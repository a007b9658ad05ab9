use std::fmt;

use serde::{Deserialize, Serialize};

/// Reference to a console user (assignee or actor). Users themselves are owned by the
/// authentication layer; the lifecycle only stores the reference.
#[derive(Clone, Debug, PartialEq, Eq, Hash, Serialize, Deserialize)]
pub struct UserId(pub String);

impl fmt::Display for UserId {
    fn fmt(&self, f: &mut fmt::Formatter<'_>) -> fmt::Result {
        f.write_str(&self.0)
    }
}
use std::path::PathBuf;

use atelier_core::domain::inquiry::{Inquiry, InquiryId, InquiryInput, InquiryStatus};
use atelier_core::domain::user::UserId;
use atelier_core::flows::{classify, TransitionKind};
use atelier_core::StatusChange;
use clap::Subcommand;
use serde::Serialize;

use crate::commands::{
    application_failure, invalid_argument, not_found, read_json_file, to_data, with_services,
    CommandResult,
};

#[derive(Debug, Subcommand)]
pub enum InquiryCommand {
    #[command(about = "List inquiries, newest first")]
    List {
        #[arg(long, help = "Only include inquiries in this status (e.g. IN_REVIEW)")]
        status: Option<String>,
    },
    #[command(about = "Show one inquiry")]
    Show { id: String },
    #[command(about = "Create an inquiry from a JSON intake file")]
    Create {
        #[arg(long, help = "Path to the intake JSON")]
        file: PathBuf,
    },
    #[command(about = "Replace an inquiry's contact and event details from a JSON file")]
    Update {
        id: String,
        #[arg(long, help = "Path to the intake JSON")]
        file: PathBuf,
    },
    #[command(about = "List the statuses an inquiry may move to next")]
    Transitions { id: String },
    #[command(about = "Move an inquiry to a new status")]
    SetStatus {
        id: String,
        status: String,
        #[arg(long, help = "Activity message to record instead of the default")]
        message: Option<String>,
    },
    #[command(about = "Assign an inquiry to a user, or clear the assignee")]
    Assign {
        id: String,
        #[arg(long, help = "User to assign; omit to unassign")]
        user: Option<String>,
    },
    #[command(about = "Ask the client for more information (moves to WAITING_ON_CLIENT)")]
    RequestInfo { id: String, message: String },
    #[command(about = "Show the activity log of an inquiry, newest first")]
    Activity { id: String },
}

impl InquiryCommand {
    fn name(&self) -> &'static str {
        match self {
            Self::List { .. } => "inquiry list",
            Self::Show { .. } => "inquiry show",
            Self::Create { .. } => "inquiry create",
            Self::Update { .. } => "inquiry update",
            Self::Transitions { .. } => "inquiry transitions",
            Self::SetStatus { .. } => "inquiry set-status",
            Self::Assign { .. } => "inquiry assign",
            Self::RequestInfo { .. } => "inquiry request-info",
            Self::Activity { .. } => "inquiry activity",
        }
    }
}

#[derive(Debug, Serialize)]
struct TransitionOption {
    status: InquiryStatus,
    label: &'static str,
    kind: TransitionKind,
    requires_confirmation: bool,
}

pub fn run(command: InquiryCommand, actor: Option<String>) -> CommandResult {
    let name = command.name();
    let actor = actor.map(UserId);

    match command {
        InquiryCommand::List { status } => {
            let filter = match status.as_deref().map(parse_status).transpose() {
                Ok(filter) => filter,
                Err(message) => return CommandResult::failure(name, "invalid_input", message, 8),
            };
            with_services(name, move |services| async move {
                let inquiries = services
                    .inquiries
                    .list_inquiries()
                    .await
                    .map_err(application_failure)?
                    .into_iter()
                    .filter(|inquiry| filter.map_or(true, |status| inquiry.status == status))
                    .collect::<Vec<_>>();
                Ok((format!("{} inquiries", inquiries.len()), to_data(&inquiries)?))
            })
        }
        InquiryCommand::Show { id } => with_services(name, move |services| async move {
            let inquiry = services
                .inquiries
                .get_inquiry(&InquiryId(id.clone()))
                .await
                .map_err(application_failure)?
                .ok_or_else(|| not_found("inquiry", &id))?;
            Ok((summary(&inquiry), to_data(&inquiry)?))
        }),
        InquiryCommand::Create { file } => with_services(name, move |services| async move {
            let input: InquiryInput =
                read_json_file(&file).map_err(|error| invalid_argument(format!("{error:#}")))?;
            let inquiry = services
                .inquiries
                .create_inquiry(input, actor)
                .await
                .map_err(application_failure)?;
            Ok((format!("created inquiry {}", inquiry.id), to_data(&inquiry)?))
        }),
        InquiryCommand::Update { id, file } => with_services(name, move |services| async move {
            let input: InquiryInput =
                read_json_file(&file).map_err(|error| invalid_argument(format!("{error:#}")))?;
            let inquiry = services
                .inquiries
                .update_inquiry(&InquiryId(id.clone()), input, actor)
                .await
                .map_err(application_failure)?
                .ok_or_else(|| not_found("inquiry", &id))?;
            Ok((format!("updated inquiry {}", inquiry.id), to_data(&inquiry)?))
        }),
        InquiryCommand::Transitions { id } => with_services(name, move |services| async move {
            let inquiry = services
                .inquiries
                .get_inquiry(&InquiryId(id.clone()))
                .await
                .map_err(application_failure)?
                .ok_or_else(|| not_found("inquiry", &id))?;
            let options = transition_options(inquiry.status);
            let message = format!(
                "{} allows {} transitions from {}",
                inquiry.id,
                options.len(),
                inquiry.status
            );
            Ok((message, to_data(&options)?))
        }),
        InquiryCommand::SetStatus { id, status, message } => {
            let target = match parse_status(&status) {
                Ok(target) => target,
                Err(message) => return CommandResult::failure(name, "invalid_input", message, 8),
            };
            with_services(name, move |services| async move {
                let change = StatusChange { message, payload: None, actor_id: actor };
                let inquiry = services
                    .inquiries
                    .change_status(&InquiryId(id.clone()), target, change)
                    .await
                    .map_err(application_failure)?
                    .ok_or_else(|| not_found("inquiry", &id))?;
                Ok((summary(&inquiry), to_data(&inquiry)?))
            })
        }
        InquiryCommand::Assign { id, user } => with_services(name, move |services| async move {
            let inquiry = services
                .inquiries
                .assign(&InquiryId(id.clone()), user.map(UserId), actor)
                .await
                .map_err(application_failure)?
                .ok_or_else(|| not_found("inquiry", &id))?;
            Ok((summary(&inquiry), to_data(&inquiry)?))
        }),
        InquiryCommand::RequestInfo { id, message } => {
            with_services(name, move |services| async move {
                let inquiry = services
                    .inquiries
                    .request_more_info(&InquiryId(id.clone()), &message, actor)
                    .await
                    .map_err(application_failure)?
                    .ok_or_else(|| not_found("inquiry", &id))?;
                Ok((summary(&inquiry), to_data(&inquiry)?))
            })
        }
        InquiryCommand::Activity { id } => with_services(name, move |services| async move {
            let entries = services
                .inquiries
                .activity_for_inquiry(&InquiryId(id.clone()))
                .await
                .map_err(application_failure)?
                .ok_or_else(|| not_found("inquiry", &id))?;
            Ok((format!("{} activity entries for {id}", entries.len()), to_data(&entries)?))
        }),
    }
}

fn parse_status(value: &str) -> Result<InquiryStatus, String> {
    value.parse::<InquiryStatus>().map_err(|error| error.to_string())
}

fn summary(inquiry: &Inquiry) -> String {
    let assignee = inquiry.assigned_to.as_ref().map_or("unassigned", |user| user.0.as_str());
    format!("{} is {} ({assignee})", inquiry.id, inquiry.status.label())
}

fn transition_options(from: InquiryStatus) -> Vec<TransitionOption> {
    atelier_core::valid_transitions(from)
        .iter()
        .map(|&status| {
            let kind = classify(from, status);
            TransitionOption {
                status,
                label: status.label(),
                kind,
                requires_confirmation: kind.requires_confirmation(),
            }
        })
        .collect()
}

#[cfg(test)]
mod tests {
    use atelier_core::domain::inquiry::InquiryStatus;
    use atelier_core::flows::TransitionKind;

    use super::{parse_status, transition_options};

    #[test]
    fn status_arguments_accept_wire_names_in_any_case() {
        assert_eq!(parse_status("in_review"), Ok(InquiryStatus::InReview));
        assert_eq!(parse_status(" QUOTED_WAITING "), Ok(InquiryStatus::QuotedWaiting));
        assert!(parse_status("ARCHIVED").is_err());
    }

    #[test]
    fn transition_options_flag_closing_moves_for_confirmation() {
        let options = transition_options(InquiryStatus::Quoting);
        let lost = options
            .iter()
            .find(|option| option.status == InquiryStatus::Lost)
            .expect("QUOTING may close as LOST");
        assert_eq!(lost.kind, TransitionKind::Danger);
        assert!(lost.requires_confirmation);

        let forward = options
            .iter()
            .find(|option| option.status == InquiryStatus::QuotedWaiting)
            .expect("QUOTING may advance");
        assert_eq!(forward.kind, TransitionKind::Forward);
        assert!(!forward.requires_confirmation);
    }
}
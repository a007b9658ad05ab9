use crate::connection::DbPool;
use crate::repositories::RepositoryError;
use sqlx::Executor;

/// Canonical pipeline seeds: one inquiry parked in every status.
const SEED_INQUIRIES: &[SeedInquiryContract] = &[
    SeedInquiryContract {
        inquiry_id: "inquiry-new",
        status: "NEW",
        contact_email: "maya.chen@example.com",
        event_type: "Wedding",
        expected_proposal_count: 0,
        description: "Fresh website lead, unassigned",
    },
    SeedInquiryContract {
        inquiry_id: "inquiry-in-review",
        status: "IN_REVIEW",
        contact_email: "daniel.okafor@example.com",
        event_type: "Corporate Gala",
        expected_proposal_count: 0,
        description: "Referral under review by a planner",
    },
    SeedInquiryContract {
        inquiry_id: "inquiry-waiting-on-client",
        status: "WAITING_ON_CLIENT",
        contact_email: "priya.raman@example.com",
        event_type: "Birthday",
        expected_proposal_count: 0,
        description: "Planner asked the client for details",
    },
    SeedInquiryContract {
        inquiry_id: "inquiry-quoting",
        status: "QUOTING",
        contact_email: "lucas.moreau@example.com",
        event_type: "Anniversary",
        expected_proposal_count: 1,
        description: "Draft proposal in progress",
    },
    SeedInquiryContract {
        inquiry_id: "inquiry-quoted-waiting",
        status: "QUOTED_WAITING",
        contact_email: "sofia.alvarez@example.com",
        event_type: "Wedding",
        expected_proposal_count: 1,
        description: "Two-package proposal sent to the client",
    },
    SeedInquiryContract {
        inquiry_id: "inquiry-accepted-not-booked",
        status: "ACCEPTED_NOT_BOOKED",
        contact_email: "hannah.becker@example.com",
        event_type: "Bar Mitzvah",
        expected_proposal_count: 1,
        description: "Package accepted, deposit outstanding",
    },
    SeedInquiryContract {
        inquiry_id: "inquiry-booked",
        status: "BOOKED",
        contact_email: "marcus.reed@example.com",
        event_type: "Wedding",
        expected_proposal_count: 1,
        description: "Accepted and booked",
    },
    SeedInquiryContract {
        inquiry_id: "inquiry-lost",
        status: "LOST",
        contact_email: "elena.petrova@example.com",
        event_type: "Engagement Party",
        expected_proposal_count: 0,
        description: "Client went with another studio",
    },
    SeedInquiryContract {
        inquiry_id: "inquiry-disqualified",
        status: "DISQUALIFIED",
        contact_email: "tom.gallagher@example.com",
        event_type: "Product Launch",
        expected_proposal_count: 0,
        description: "Budget below studio minimum",
    },
    SeedInquiryContract {
        inquiry_id: "inquiry-expired",
        status: "EXPIRED",
        contact_email: "aiko.tanaka@example.com",
        event_type: "Baby Shower",
        expected_proposal_count: 0,
        description: "No response before the event date",
    },
];

const SEED_PROPOSALS: &[SeedProposalContract] = &[
    SeedProposalContract {
        proposal_id: "proposal-quoting-v1",
        inquiry_id: "inquiry-quoting",
        version: 1,
        status: "DRAFT",
        package_subtotals_cents: &[282_000],
        accepted_package_id: None,
    },
    SeedProposalContract {
        proposal_id: "proposal-quoted-waiting-v1",
        inquiry_id: "inquiry-quoted-waiting",
        version: 1,
        status: "SENT",
        package_subtotals_cents: &[125_000, 317_500],
        accepted_package_id: None,
    },
    SeedProposalContract {
        proposal_id: "proposal-accepted-not-booked-v1",
        inquiry_id: "inquiry-accepted-not-booked",
        version: 1,
        status: "ACCEPTED",
        package_subtotals_cents: &[310_000],
        accepted_package_id: Some("package-accepted-not-booked-v1-full"),
    },
    SeedProposalContract {
        proposal_id: "proposal-booked-v1",
        inquiry_id: "inquiry-booked",
        version: 1,
        status: "ACCEPTED",
        package_subtotals_cents: &[485_000],
        accepted_package_id: Some("package-booked-v1-garden"),
    },
];

/// Deterministic dataset covering every inquiry status, used by `atelier seed` and by
/// tests that need a populated pipeline.
pub struct PipelineSeedDataset;

impl PipelineSeedDataset {
    /// SQL fixture content for the pipeline seed.
    pub const SQL: &'static str = include_str!("../../../config/fixtures/seed_data.sql");

    /// Load the seed dataset. Rows that already exist are left untouched.
    pub async fn load(pool: &DbPool) -> Result<SeedResult, RepositoryError> {
        let mut tx = pool.begin().await?;

        tx.execute(sqlx::query(Self::SQL)).await?;
        tx.commit().await?;

        let inquiries_seeded = SEED_INQUIRIES
            .iter()
            .map(|inquiry| InquirySeedInfo {
                inquiry_id: inquiry.inquiry_id,
                status: inquiry.status,
                description: inquiry.description,
            })
            .collect::<Vec<_>>();

        Ok(SeedResult { inquiries_seeded, proposals_seeded: SEED_PROPOSALS.len() })
    }

    /// Verify that seed data exists and matches the contract.
    pub async fn verify(pool: &DbPool) -> Result<VerificationResult, RepositoryError> {
        let mut checks = Vec::new();

        for inquiry in SEED_INQUIRIES {
            let inquiry_ok: i64 = sqlx::query_scalar(
                "SELECT EXISTS(
                    SELECT 1 FROM inquiry
                    WHERE id = ?1 AND status = ?2 AND contact_email = ?3 AND event_type = ?4
                 )",
            )
            .bind(inquiry.inquiry_id)
            .bind(inquiry.status)
            .bind(inquiry.contact_email)
            .bind(inquiry.event_type)
            .fetch_one(pool)
            .await?;
            checks.push((inquiry.inquiry_id.to_string(), inquiry_ok == 1));

            let proposal_count: i64 =
                sqlx::query_scalar("SELECT COUNT(1) FROM proposal WHERE inquiry_id = ?1")
                    .bind(inquiry.inquiry_id)
                    .fetch_one(pool)
                    .await?;
            checks.push((
                format!("{}-proposal-count", inquiry.inquiry_id),
                proposal_count == inquiry.expected_proposal_count,
            ));

            let created_logged: i64 = sqlx::query_scalar(
                "SELECT EXISTS(
                    SELECT 1 FROM activity_log
                    WHERE entity_kind = 'inquiry' AND entity_id = ?1
                      AND activity_type = 'INQUIRY_CREATED'
                 )",
            )
            .bind(inquiry.inquiry_id)
            .fetch_one(pool)
            .await?;
            checks.push((format!("{}-created-activity", inquiry.inquiry_id), created_logged == 1));
        }

        for proposal in SEED_PROPOSALS {
            let header_ok: i64 = sqlx::query_scalar(
                "SELECT EXISTS(
                    SELECT 1 FROM proposal
                    WHERE id = ?1 AND inquiry_id = ?2 AND version = ?3 AND status = ?4
                      AND accepted_package_id IS ?5
                 )",
            )
            .bind(proposal.proposal_id)
            .bind(proposal.inquiry_id)
            .bind(proposal.version)
            .bind(proposal.status)
            .bind(proposal.accepted_package_id)
            .fetch_one(pool)
            .await?;
            checks.push((proposal.proposal_id.to_string(), header_ok == 1));

            checks.push((
                format!("{}-subtotals", proposal.proposal_id),
                Self::verify_subtotals(pool, proposal).await?,
            ));
        }

        let all_present = checks.iter().all(|(_, present)| *present);
        Ok(VerificationResult { all_present, checks })
    }

    /// Stored package subtotals must match the contract and the sum of their line items.
    async fn verify_subtotals(
        pool: &DbPool,
        proposal: &SeedProposalContract,
    ) -> Result<bool, RepositoryError> {
        let rows = sqlx::query_as::<_, (i64, i64)>(
            "SELECT p.subtotal_cents, COALESCE(SUM(i.total_cents), 0)
             FROM proposal_package p
             LEFT JOIN proposal_line_item i ON i.package_id = p.id
             WHERE p.proposal_id = ?1
             GROUP BY p.id, p.position, p.subtotal_cents
             ORDER BY p.position",
        )
        .bind(proposal.proposal_id)
        .fetch_all(pool)
        .await?;

        let stored = rows.iter().map(|(subtotal, _)| *subtotal).collect::<Vec<_>>();
        let items_match = rows.iter().all(|(subtotal, item_sum)| subtotal == item_sum);
        Ok(items_match && stored == proposal.package_subtotals_cents)
    }

    /// Remove seeded fixtures from a test database.
    pub async fn clean(pool: &DbPool) -> Result<(), RepositoryError> {
        let mut tx = pool.begin().await?;

        let quoted_inquiries =
            sql_array_from_ids(SEED_INQUIRIES.iter().map(|inquiry| inquiry.inquiry_id));
        let quoted_proposals =
            sql_array_from_ids(SEED_PROPOSALS.iter().map(|proposal| proposal.proposal_id));

        sqlx::query(&format!(
            "DELETE FROM activity_log
             WHERE (entity_kind = 'inquiry' AND entity_id IN {quoted_inquiries})
                OR (entity_kind = 'proposal' AND entity_id IN {quoted_proposals})"
        ))
        .execute(&mut *tx)
        .await?;
        // Packages and line items go with their proposal.
        sqlx::query(&format!("DELETE FROM proposal WHERE id IN {quoted_proposals}"))
            .execute(&mut *tx)
            .await?;
        sqlx::query(&format!("DELETE FROM inquiry WHERE id IN {quoted_inquiries}"))
            .execute(&mut *tx)
            .await?;

        tx.commit().await?;
        Ok(())
    }
}

#[derive(Debug, Clone, Copy)]
struct SeedInquiryContract {
    inquiry_id: &'static str,
    status: &'static str,
    contact_email: &'static str,
    event_type: &'static str,
    expected_proposal_count: i64,
    description: &'static str,
}

#[derive(Debug, Clone, Copy)]
struct SeedProposalContract {
    proposal_id: &'static str,
    inquiry_id: &'static str,
    version: i64,
    status: &'static str,
    package_subtotals_cents: &'static [i64],
    accepted_package_id: Option<&'static str>,
}

fn sql_array_from_ids<'a>(ids: impl Iterator<Item = &'a str>) -> String {
    let quoted = ids.map(|id| format!("'{}'", id)).collect::<Vec<_>>().join(",");
    format!("({quoted})")
}

#[derive(Debug)]
pub struct SeedResult {
    pub inquiries_seeded: Vec<InquirySeedInfo>,
    pub proposals_seeded: usize,
}

#[derive(Debug)]
pub struct InquirySeedInfo {
    pub inquiry_id: &'static str,
    pub status: &'static str,
    pub description: &'static str,
}

#[derive(Debug)]
pub struct VerificationResult {
    pub all_present: bool,
    pub checks: Vec<(String, bool)>,
}
use atelier_core::config::{AppConfig, LoadOptions};
use atelier_db::migrations::MIGRATOR;
use atelier_db::{connect_with_settings, DbPool};
use serde::Serialize;

#[derive(Clone, Copy, Debug, PartialEq, Eq, Serialize)]
#[serde(rename_all = "snake_case")]
enum CheckStatus {
    Pass,
    Fail,
    Skipped,
}

#[derive(Debug, Serialize)]
struct DoctorCheck {
    name: &'static str,
    status: CheckStatus,
    details: String,
}

#[derive(Debug, Serialize)]
struct DoctorReport {
    overall_status: CheckStatus,
    summary: String,
    checks: Vec<DoctorCheck>,
}

pub fn run(json_output: bool) -> String {
    let report = build_report();

    if json_output {
        return serde_json::to_string_pretty(&report).unwrap_or_else(|error| {
            format!(
                "{{\"overall_status\":\"fail\",\
                 \"summary\":\"doctor serialization failed\",\"error\":\"{}\"}}",
                escape_json(&error.to_string())
            )
        });
    }

    render_human(&report)
}

fn build_report() -> DoctorReport {
    let mut checks = Vec::new();

    match AppConfig::load(LoadOptions::default()) {
        Ok(config) => {
            checks.push(DoctorCheck {
                name: "config_validation",
                status: CheckStatus::Pass,
                details: "configuration loaded and validated".to_string(),
            });
            checks.push(check_proposal_defaults(&config));
            checks.extend(check_database(&config));
        }
        Err(error) => {
            checks.push(DoctorCheck {
                name: "config_validation",
                status: CheckStatus::Fail,
                details: error.to_string(),
            });
            for name in ["proposal_defaults", "database_connectivity", "schema_migrations"] {
                checks.push(DoctorCheck {
                    name,
                    status: CheckStatus::Skipped,
                    details: "skipped because configuration did not load".to_string(),
                });
            }
        }
    }

    let all_pass = checks.iter().all(|check| check.status == CheckStatus::Pass);
    let overall_status = if all_pass { CheckStatus::Pass } else { CheckStatus::Fail };
    let summary = if all_pass {
        "doctor: all readiness checks passed".to_string()
    } else {
        "doctor: one or more readiness checks failed".to_string()
    };

    DoctorReport { overall_status, summary, checks }
}

fn check_proposal_defaults(config: &AppConfig) -> DoctorCheck {
    DoctorCheck {
        name: "proposal_defaults",
        status: CheckStatus::Pass,
        details: format!(
            "new proposals expire after {} days, priced in {}",
            config.proposals.default_expiry_days, config.proposals.default_currency
        ),
    }
}

/// Connectivity first; the migration check only runs against a reachable database.
fn check_database(config: &AppConfig) -> Vec<DoctorCheck> {
    let runtime = match tokio::runtime::Builder::new_current_thread().enable_all().build() {
        Ok(runtime) => runtime,
        Err(error) => {
            return vec![DoctorCheck {
                name: "database_connectivity",
                status: CheckStatus::Fail,
                details: format!("failed to initialize async runtime: {error}"),
            }];
        }
    };

    runtime.block_on(async {
        let pool = match connect_with_settings(
            &config.database.url,
            config.database.max_connections,
            config.database.timeout_secs,
        )
        .await
        {
            Ok(pool) => pool,
            Err(error) => {
                return vec![
                    DoctorCheck {
                        name: "database_connectivity",
                        status: CheckStatus::Fail,
                        details: format!("failed to connect to database: {error}"),
                    },
                    DoctorCheck {
                        name: "schema_migrations",
                        status: CheckStatus::Skipped,
                        details: "skipped because the database is unreachable".to_string(),
                    },
                ];
            }
        };

        let migrations = check_migrations(&pool).await;
        pool.close().await;
        vec![
            DoctorCheck {
                name: "database_connectivity",
                status: CheckStatus::Pass,
                details: format!("connected using `{}`", config.database.url),
            },
            migrations,
        ]
    })
}

async fn check_migrations(pool: &DbPool) -> DoctorCheck {
    let known =
        MIGRATOR.iter().filter(|migration| migration.migration_type.is_up_migration()).count();
    let applied = sqlx::query_scalar::<_, i64>(
        "SELECT COUNT(1) FROM _sqlx_migrations WHERE success = 1",
    )
    .fetch_one(pool)
    .await
    .unwrap_or(0);

    let applied = usize::try_from(applied).unwrap_or(0);
    if applied >= known {
        DoctorCheck {
            name: "schema_migrations",
            status: CheckStatus::Pass,
            details: format!("{applied} of {known} migrations applied"),
        }
    } else {
        DoctorCheck {
            name: "schema_migrations",
            status: CheckStatus::Fail,
            details: format!(
                "{applied} of {known} migrations applied; run `atelier migrate`"
            ),
        }
    }
}

fn render_human(report: &DoctorReport) -> String {
    let mut lines = Vec::new();
    lines.push(report.summary.clone());

    for check in &report.checks {
        let marker = match check.status {
            CheckStatus::Pass => "ok",
            CheckStatus::Fail => "fail",
            CheckStatus::Skipped => "skip",
        };
        lines.push(format!("- [{marker}] {}: {}", check.name, check.details));
    }

    lines.join("\n")
}

fn escape_json(value: &str) -> String {
    value.replace('\\', "\\\\").replace('"', "\\\"")
}

#[cfg(test)]
mod tests {
    use super::{render_human, CheckStatus, DoctorCheck, DoctorReport};

    #[test]
    fn human_output_marks_each_check() {
        let report = DoctorReport {
            overall_status: CheckStatus::Fail,
            summary: "doctor: one or more readiness checks failed".to_string(),
            checks: vec![
                DoctorCheck {
                    name: "config_validation",
                    status: CheckStatus::Pass,
                    details: "configuration loaded and validated".to_string(),
                },
                DoctorCheck {
                    name: "schema_migrations",
                    status: CheckStatus::Skipped,
                    details: "skipped because the database is unreachable".to_string(),
                },
            ],
        };

        assert_eq!(
            render_human(&report),
            "doctor: one or more readiness checks failed\n\
             - [ok] config_validation: configuration loaded and validated\n\
             - [skip] schema_migrations: skipped because the database is unreachable"
        );
    }
}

··········

What to do:
Whenever the word "DbPool" appears in a line above, copy that line.

Result of the exercise:
use crate::connection::DbPool;
    pub async fn load(pool: &DbPool) -> Result<SeedResult, RepositoryError> {
    pub async fn verify(pool: &DbPool) -> Result<VerificationResult, RepositoryError> {
        pool: &DbPool,
    pub async fn clean(pool: &DbPool) -> Result<(), RepositoryError> {
use atelier_db::{connect_with_settings, DbPool};
async fn check_migrations(pool: &DbPool) -> DoctorCheck {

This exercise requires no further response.